Records provided:
☆ ☆ ☆

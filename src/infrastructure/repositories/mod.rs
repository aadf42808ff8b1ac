// Repository implementations (data access layer)
// Adapters that implement domain repository interfaces

pub mod in_memory_store;
pub mod postgres_counter_repository;
mod postgres_errors;
pub mod postgres_team_repository;

pub use in_memory_store::InMemoryStore;
pub use postgres_counter_repository::PostgresCounterRepository;
pub use postgres_team_repository::PostgresTeamRepository;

☆ ☆ ☆

What is required:
From the first line to the last, copy the records exactly as they appear above.

Final answer:
filename src/infrastructure/repositories/mod.rs
repository aadf42808ff8b1ac
// Repository implementations (data access layer)
// Adapters that implement domain repository interfaces

pub mod in_memory_store;
pub mod postgres_counter_repository;
mod postgres_errors;
pub mod postgres_team_repository;

pub use in_memory_store::InMemoryStore;
pub use postgres_counter_repository::PostgresCounterRepository;
pub use postgres_team_repository::PostgresTeamRepository;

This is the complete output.